What do the lines say from the start of the entries through the one containing "let size = heap.string_table_size();"? Repeat them exactly.

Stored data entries
------------------------------------------------------------------------

//! Unit tests for strings and tables through the heap API

use core_types::Value;
use memory_manager::{Heap, HeapConfig, TableError};

fn heap() -> Heap {
    Heap::new(HeapConfig {
        seed: Some(15),
        ..HeapConfig::default()
    })
}

#[cfg(test)]
mod interning_tests {
    use super::*;

    #[test]
    fn test_short_strings_share_identity() {
        let mut heap = heap();
        for text in ["", "a", "hello world", "0123456789012345678901234567890123456789"] {
            let a = heap.new_str(text);
            let b = heap.new_str(text);
            assert_eq!(a, b, "{text:?} not interned");
        }
    }

    #[test]
    fn test_long_strings_are_distinct_but_equal() {
        let mut heap = heap();
        let text = "x".repeat(41);
        let a = heap.new_str(&text);
        let b = heap.new_str(&text);
        assert_ne!(a, b);
        assert!(heap.raw_equal(&Value::String(a), &Value::String(b)));
        let t = heap.new_table();
        heap.table_set(t, Value::String(a), Value::Integer(1)).unwrap();
        assert_eq!(heap.table_get(t, &Value::String(b)), Value::Integer(1));
    }

    #[test]
    fn test_many_strings_grow_the_table() {
        let mut heap = heap();
        let size = heap.string_table_size();
        let refs: Vec<_> = (0..1000).map(|i| heap.new_str(&format!("s{i}"))).collect();
        assert!(heap.string_table_size() > size);
        for (i, s) in refs.iter().enumerate() {
            assert_eq!(heap.str_bytes(*s), format!("s{i}").as_bytes());
            assert_eq!(heap.new_str(&format!("s{i}")), *s);
        }
    }
}

#[cfg(test)]
mod table_tests {
    use super::*;

    #[test]
    fn test_sequence_length() {
        let mut heap = heap();
        let t = heap.new_table();
        for i in 1..=100 {
            heap.table_set_int(t, i, Value::Integer(i * 10));
        }
        assert_eq!(heap.table_len(t), 100);
        assert!(heap.tables[t].array_size() >= 100);
        heap.table_set_int(t, 100, Value::Nil);
        let border = heap.table_len(t);
        assert_eq!(border, 99);
        assert!(!heap.table_get_int(t, border as i64).is_nil());
    }

    #[test]
    fn test_integral_float_keys_alias_integers() {
        let mut heap = heap();
        let t = heap.new_table();
        heap.table_set(t, Value::Float(2.0), Value::Boolean(true)).unwrap();
        assert_eq!(heap.table_get_int(t, 2), Value::Boolean(true));
        heap.table_set(t, Value::Float(2.5), Value::Integer(3)).unwrap();
        assert_eq!(heap.table_get(t, &Value::Float(2.5)), Value::Integer(3));
    }

    #[test]
    fn test_invalid_keys() {
        let mut heap = heap();
        let t = heap.new_table();
        assert_eq!(
            heap.table_set(t, Value::Nil, Value::Integer(1)),
            Err(TableError::NilIndex)
        );
        assert_eq!(
            heap.table_set(t, Value::Float(f64::NAN), Value::Integer(1)),
            Err(TableError::NaNIndex)
        );
        assert_eq!(
            heap.table_next(t, &Value::Integer(99)),
            Err(TableError::InvalidNextKey)
        );
    }

    #[test]
    fn test_traversal_tolerates_clearing_fields() {
        let mut heap = heap();
        let t = heap.new_table();
        for i in 0..20 {
            let k = heap.new_str(&format!("k{i}"));
            heap.table_set(t, Value::String(k), Value::Integer(i)).unwrap();
        }
        let mut key = Value::Nil;
        let mut seen = 0;
        while let Some((k, _)) = heap.table_next(t, &key).unwrap() {
            heap.table_set(t, k, Value::Nil).unwrap();
            seen += 1;
            key = k;
        }
        assert_eq!(seen, 20);
        assert!(heap.tables[t].is_empty());
    }

    #[test]
    fn test_growth_is_accounted() {
        let mut heap = heap();
        let t = heap.new_table();
        let before = heap.total_bytes();
        for i in 1..=64 {
            heap.table_set_int(t, i, Value::Integer(i));
        }
        assert!(heap.total_bytes() > before);
    }
}
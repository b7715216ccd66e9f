//! Unit tests for bytecode_system

mod test_chunk;
mod test_instruction;
mod test_opcode;
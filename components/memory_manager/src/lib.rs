//! Memory Manager - garbage-collected heap for the Corten Lua runtime
//!
//! This component provides:
//! - Typed generational arenas holding every collectable object
//! - The string intern table and Lua's hybrid array/hash tables
//! - Closures, upvalues, prototypes, userdata and thread stacks
//! - An incremental tri-color collector with an optional generational mode
//! - Weak tables, ephemerons and finalizer scheduling
//! - Write barriers that keep the collector invariants under mutation
//!
//! # Example
//!
//! ```
//! use core_types::Value;
//! use memory_manager::{Heap, HeapConfig};
//!
//! let mut heap = Heap::new(HeapConfig::default());
//! let t = heap.new_table();
//! let key = heap.new_str("answer");
//! heap.table_set(t, Value::String(key), Value::Integer(42)).unwrap();
//! assert_eq!(heap.table_get_str(t, key), Value::Integer(42));
//!
//! // `t` is not reachable from any root
//! heap.full_gc(false);
//! assert!(!heap.tables.contains(t));
//! ```

#![warn(missing_docs)]
#![warn(clippy::all)]

pub mod arena;
pub mod gc;
pub mod heap;
pub mod object;
pub mod string;
pub mod table;
pub mod thread;
pub mod write_barrier;

// Re-export main types
pub use arena::{Age, Arena, GcHeader};
pub use gc::{GcKind, GcParams, GcPhase, GcState, StepOutcome, GCFINALIZECOST, GCFINMAX};
pub use heap::{Heap, HeapConfig, MEMERRMSG, RIDX_GLOBALS, RIDX_MAINTHREAD};
pub use object::{LClosure, NClosure, ProtoObj, Upval, Userdata};
pub use string::{hash_bytes, LuaString};
pub use table::{Table, TableError};
pub use thread::{
    CallInfo, CallStatus, ContinuationId, HookId, LuaThread, BASIC_STACK_SIZE, EXTRA_STACK,
    MIN_STACK, MULTRET,
};
//! Integration test suite for the Corten Lua runtime
//!
//! This crate provides integration tests that verify components work
//! together correctly across component boundaries.

/// Re-export components for test convenience
pub mod components {
    pub use bytecode_system;
    pub use core_types;
    pub use interpreter;
    pub use memory_manager;
}

use bytecode_system::{chunk, Prototype};
use core_types::Status;
use interpreter::State;

/// Loads `proto` through its binary form, leaving the main function on the
/// stack.
pub fn load_proto(state: &mut State, proto: &Prototype) -> Status {
    let bytes = chunk::dump(proto, false);
    state.load(&bytes, "=test", Some("b"))
}

/// Loads and runs `proto` in protected mode, keeping every result.
pub fn run_proto(state: &mut State, proto: &Prototype) -> Status {
    match load_proto(state, proto) {
        Status::Ok => state.pcall(0, memory_manager::MULTRET, 0),
        status => status,
    }
}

------------------------------------------------------------------------

**EXERCISE OUTPUT:**
//! Unit tests for strings and tables through the heap API

use core_types::Value;
use memory_manager::{Heap, HeapConfig, TableError};

fn heap() -> Heap {
    Heap::new(HeapConfig {
        seed: Some(15),
        ..HeapConfig::default()
    })
}

#[cfg(test)]
mod interning_tests {
    use super::*;

    #[test]
    fn test_short_strings_share_identity() {
        let mut heap = heap();
        for text in ["", "a", "hello world", "0123456789012345678901234567890123456789"] {
            let a = heap.new_str(text);
            let b = heap.new_str(text);
            assert_eq!(a, b, "{text:?} not interned");
        }
    }

    #[test]
    fn test_long_strings_are_distinct_but_equal() {
        let mut heap = heap();
        let text = "x".repeat(41);
        let a = heap.new_str(&text);
        let b = heap.new_str(&text);
        assert_ne!(a, b);
        assert!(heap.raw_equal(&Value::String(a), &Value::String(b)));
        let t = heap.new_table();
        heap.table_set(t, Value::String(a), Value::Integer(1)).unwrap();
        assert_eq!(heap.table_get(t, &Value::String(b)), Value::Integer(1));
    }

    #[test]
    fn test_many_strings_grow_the_table() {
        let mut heap = heap();
        let size = heap.string_table_size();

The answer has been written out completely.